The Strange History of Myers-Briggs and the Birth of Personality Testing
by Merve Emre
An unprecedented history of the personality test conceived a century ago by a mother and her daughter - fiction writers with no formal training in psychology - and how it insinuated itself into our boardrooms, classrooms, and beyond.
The Myers-Briggs Type Indicator is the most popular personality test in the world. It is used regularly by Fortune 500 companies, universities, hospitals, churches, and the military. Its language of personality types - extraversion and introversion, sensing and intuiting, thinking and feeling, judging and perceiving - has inspired television shows, online dating platforms, and Buzzfeed quizzes. Yet despite the test's widespread adoption, experts in the field of psychometric testing, a $2 billion industry, have struggled to validate its results - no less account for its success. How did Myers-Briggs, a homegrown multiple choice questionnaire, infiltrate our workplaces, our relationships, our Internet, our lives?
First conceived in the 1920s by the mother-daughter team of Katherine Briggs and Isabel Briggs Myers, a pair of devoted homemakers, novelists, and amateur psychoanalysts, Myers-Briggs was designed to bring the gospel of Carl Jung to the masses. But it would take on a life entirely its own, reaching from the smoke-filled boardrooms of mid-century New York to Berkeley, California, where it was administered to some of the twentieth century's greatest creative minds. It would travel across the world to London, Zurich, Cape Town, Melbourne, and Tokyo, until it could be found just as easily in elementary schools, nunneries, and wellness retreats as in shadowy political consultancies and on social networks.
Drawing from original reporting and never-before-published documents, The Personality Brokers takes a critical look at the personality indicator that became a cultural icon. Along the way it examines nothing less than the definition of the self - our attempts to grasp, categorize, and quantify our personalities. Surprising and absorbing, the book, like the test at its heart, considers the timeless question: What makes you, you?
"[Emre] tells the fascinating story of the origins of the world's most widely used personality test
she is excellent at recounting how the MBTI began to sweep American institutions in the 1950s. [A] fine study." - Publishers Weekly
"An illuminating dual biography
Emre has dug deeply into published and archival sources to produce a deft, gracefully written account of Katherine Briggs and her daughter Isabel Myers
a discerning history of the quest for self-knowledge." - Kirkus
"Scholar and trenchant literary critic Emre uses archival research to tell this story, revealing the fictions woven into a supposedly 'scientific' instrument." - The Millions
"This is a sparkling biography - not just of a pair of remarkable women, but of a popular personality tool. Merve Emre deftly exposes the hidden origins of the MBTI and the seductive appeal and fatal flaws of personality types." - Adam Grant, New York Times bestselling author of Give and Take, Originals, and Option B (with Sheryl Sandberg)

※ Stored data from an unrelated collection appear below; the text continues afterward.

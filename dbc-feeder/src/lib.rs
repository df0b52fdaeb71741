//! DBC Feeder Library
//!
//! Moves signal values between a CAN bus and a VSS (Vehicle Signal
//! Specification) datapoint backend, using DBC files to describe the frames
//! and a VSS mapping file to connect DBC signals to VSS paths.
//!
//! # Architecture
//!
//! - **dbc2vss**: a reader thread decodes frames (plain DBC or SAE J1939),
//!   filters them and queues signal observations; the receiver pipeline
//!   transforms them and writes them to the backend
//! - **vss2dbc**: the transmitter pipeline subscribes to target values,
//!   maps them back to DBC signals, encodes the affected messages and sends
//!   them on the bus
//!
//! Live buses are read through SocketCAN; recorded candump logs can be
//! replayed instead.
//!
//! # Example Usage
//!
//! ```no_run
//! use dbc_feeder::backend::{create_client, BackendConfig, BackendKind};
//! use dbc_feeder::{Feeder, FeederConfig};
//!
//! let kind = BackendKind::LocalBroker;
//! let client = create_client(kind, &BackendConfig::default())?;
//! let feeder = Feeder::new(client, true, true);
//!
//! let config = FeederConfig::new("can0")
//!     .add_dbc_file("Model3CAN.dbc")
//!     .with_mapping_file("mapping/vss_4.0/vss_dbc.json")
//!     .with_default_values_file("dbc_default_values.json");
//!
//! // Blocks until feeder.stop() is called from another thread
//! feeder.start(&config)?;
//! # Ok::<(), dbc_feeder::FeederError>(())
//! ```

pub mod backend;
pub mod bus;
pub mod config;
pub mod decoder;
pub mod feeder;
pub mod formats;
pub mod j1939;
pub mod mapping;
pub mod message_decoder;
pub mod message_encoder;
pub mod shutdown;
pub mod signals;
pub mod types;

// Re-export main types for convenience
pub use backend::{BackendClient, BackendConfig, BackendKind, EntryUpdate};
pub use bus::{Bus, CanTransmitter};
pub use config::FeederConfig;
pub use decoder::DecodeMode;
pub use feeder::{ConnectionState, Feeder, FeederStats};
pub use formats::FrameSource;
pub use mapping::Mapper;
pub use message_encoder::EncodeError;
pub use shutdown::Shutdown;
pub use signals::{load_database, SignalDatabase};
pub use types::{CanFrame, FeederError, Result, SignalObservation, SignalValue, Timestamp};

/// Library version
pub const VERSION: &str = env!("CARGO_PKG_VERSION");
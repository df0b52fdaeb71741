//! Core types for the DBC feeder library
//!
//! This module defines the values that travel through the feeder: raw CAN
//! frames coming off the bus, decoded signal observations waiting in the
//! queue, and the signal values exchanged with the VSS backend.

use chrono::{DateTime, Utc};
use serde::{Deserialize, Serialize};
use std::fmt;

/// Timestamp type used throughout the feeder
pub type Timestamp = DateTime<Utc>;

/// Result type for feeder operations
pub type Result<T> = std::result::Result<T, FeederError>;

/// A frame read from the bus or from a candump log
#[derive(Debug, Clone, PartialEq)]
pub struct CanFrame {
    /// Reception time, nanoseconds since the Unix epoch
    pub timestamp_ns: u64,
    /// Arbitration id without EFF/RTR/ERR flag bits
    pub can_id: u32,
    /// Payload, up to 8 bytes (64 with CAN-FD)
    pub data: Vec<u8>,
    pub is_extended: bool,
    pub is_fd: bool,
    pub is_error_frame: bool,
    pub is_remote_frame: bool,
}

impl CanFrame {
    /// Create a classic data frame stamped with the current time
    pub fn new(can_id: u32, data: impl Into<Vec<u8>>) -> Self {
        let now = Utc::now();
        let timestamp_ns = now
            .timestamp_nanos_opt()
            .map(|ns| ns.max(0) as u64)
            .unwrap_or_default();

        Self {
            timestamp_ns,
            can_id,
            data: data.into(),
            is_extended: can_id > 0x7FF,
            is_fd: false,
            is_error_frame: false,
            is_remote_frame: false,
        }
    }

    /// Override the id-based guess of the frame format
    pub fn with_extended(mut self, extended: bool) -> Self {
        self.is_extended = extended;
        self
    }

    pub fn with_fd(mut self, fd: bool) -> Self {
        self.is_fd = fd;
        self
    }

    /// Reception time as a UTC timestamp
    pub fn timestamp(&self) -> Timestamp {
        i64::try_from(self.timestamp_ns)
            .map(DateTime::from_timestamp_nanos)
            .unwrap_or_else(|_| Utc::now())
    }
}

/// Errors that can occur while feeding
#[derive(Debug, thiserror::Error)]
pub enum FeederError {
    #[error("Configuration error: {0}")]
    Configuration(String),

    #[error("Feeder is already running")]
    AlreadyRunning,

    #[error("Internal error: {0}")]
    Internal(String),

    #[error("Failed to parse DBC file: {0}")]
    DbcParse(String),

    #[error("Failed to parse mapping definitions: {0}")]
    MappingParse(String),

    #[error("Failed to decode frame: {0}")]
    Decode(String),

    #[error("Failed to encode message: {0}")]
    Encode(#[from] crate::message_encoder::EncodeError),

    #[error("No dbc2vss mapping for signal '{0}'")]
    UnmappedSignal(String),

    #[error("VSS paths not registered in backend: {}", .0.join(", "))]
    Registration(Vec<String>),

    #[error("Backend error: {0}")]
    Backend(String),

    #[error("CAN bus error: {0}")]
    Bus(String),

    #[error("IO error: {0}")]
    Io(#[from] std::io::Error),

    #[error("JSON error: {0}")]
    Json(#[from] serde_json::Error),
}

/// A signal value, used both for decoded CAN signals and VSS datapoints
#[derive(Debug, Clone, PartialEq, Serialize, Deserialize)]
#[serde(untagged)]
pub enum SignalValue {
    Boolean(bool),
    Integer(i64),
    /// Scaled physical value
    Float(f64),
    /// Text, e.g. a DBC value-table label
    String(String),
}

impl fmt::Display for SignalValue {
    fn fmt(&self, f: &mut fmt::Formatter<'_>) -> fmt::Result {
        match self {
            SignalValue::Boolean(b) => fmt::Display::fmt(b, f),
            SignalValue::Integer(i) => fmt::Display::fmt(i, f),
            SignalValue::Float(x) => fmt::Display::fmt(x, f),
            SignalValue::String(text) => f.write_str(text),
        }
    }
}

impl SignalValue {
    /// Numeric view of the value; booleans count as 0 and 1
    pub fn as_f64(&self) -> Option<f64> {
        match self {
            SignalValue::Integer(v) => Some(*v as f64),
            SignalValue::Float(v) => Some(*v),
            SignalValue::Boolean(v) => Some(if *v { 1.0 } else { 0.0 }),
            SignalValue::String(_) => None,
        }
    }

    /// Integer view of the value; floats are truncated
    pub fn as_i64(&self) -> Option<i64> {
        match self {
            SignalValue::Integer(v) => Some(*v),
            SignalValue::Float(v) => Some(v.trunc() as i64),
            SignalValue::Boolean(v) => Some(i64::from(*v)),
            SignalValue::String(_) => None,
        }
    }

    /// Interpret the value as a boolean
    pub fn as_bool(&self) -> Option<bool> {
        match self {
            SignalValue::Boolean(v) => Some(*v),
            SignalValue::Integer(v) => Some(*v != 0),
            SignalValue::Float(v) => Some(*v != 0.0),
            SignalValue::String(s) => match s.to_ascii_lowercase().as_str() {
                "true" => Some(true),
                "false" => Some(false),
                _ => None,
            },
        }
    }

    /// Everything but text counts as numeric
    pub fn is_numeric(&self) -> bool {
        !matches!(self, SignalValue::String(_))
    }

    /// Name of the variant, for log messages
    pub fn type_name(&self) -> &'static str {
        match self {
            SignalValue::Boolean(_) => "bool",
            SignalValue::Integer(_) => "int",
            SignalValue::Float(_) => "float",
            SignalValue::String(_) => "string",
        }
    }

    /// Compare two values, treating numbers of different variants as equal
    /// when they denote the same quantity
    pub fn same_as(&self, other: &SignalValue) -> bool {
        match (self, other) {
            (SignalValue::String(a), SignalValue::String(b)) => a == b,
            (SignalValue::String(_), _) | (_, SignalValue::String(_)) => false,
            (a, b) => a.as_f64() == b.as_f64(),
        }
    }
}

impl From<bool> for SignalValue {
    fn from(v: bool) -> Self {
        SignalValue::Boolean(v)
    }
}

impl From<i64> for SignalValue {
    fn from(v: i64) -> Self {
        SignalValue::Integer(v)
    }
}

impl From<f64> for SignalValue {
    fn from(v: f64) -> Self {
        SignalValue::Float(v)
    }
}

impl From<&str> for SignalValue {
    fn from(v: &str) -> Self {
        SignalValue::String(v.to_string())
    }
}

/// A decoded signal value waiting in the queue for the receiver pipeline
#[derive(Debug, Clone, PartialEq)]
pub struct SignalObservation {
    /// Name of the DBC message the signal was decoded from
    pub message_name: String,
    /// DBC signal name
    pub signal_name: String,
    /// VSS path the signal is mapped to
    pub vss_path: String,
    /// Decoded (physical) value before the mapping transform
    pub raw_value: SignalValue,
    /// Time the frame was received
    pub timestamp: Timestamp,
}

"In the tradition of Hidden Figures, this brilliant book proves - yet again - that women were behind some of the most important scientific innovations of wartime and postwar America. I absolutely love it." - Liza Mundy, author of the national bestseller Code Girls
"The Personality Brokers is a fluid mix of history, research, and first hand reporting that speaks to both true believers and skeptics alike. With her engaging and persuasive narrative, Emre elucidates how personality testing became a cultural force, one whose influence persists." - Nathalia Holt, New York Times bestselling author of Rise of the Rocket Girls
This information about The Personality Brokers was first featured
in "The BookBrowse Review" - BookBrowse's membership magazine, and in our weekly "Publishing This Week" newsletter. Publication information is for the USA, and (unless stated otherwise) represents the first print edition. The reviews are necessarily limited to those that were available to us ahead of publication. If you are the publisher or author and feel that they do not properly reflect the range of media opinion now available, send us a message with the mainstream reviews that you would like to see added.
Any "Author Information" displayed below reflects the author's biography at the time this particular book was published.
Merve Emre is an associate professor of English at the University of Oxford. She is the author of Paraliterary: The Making of Bad Readers in Postwar America. Her work has appeared or is forthcoming in The New Yorker, Harper's Magazine, Bookforum, The New Republic, The Baffler, n+1, and the Los Angeles Review of Books, where she is senior humanities editor.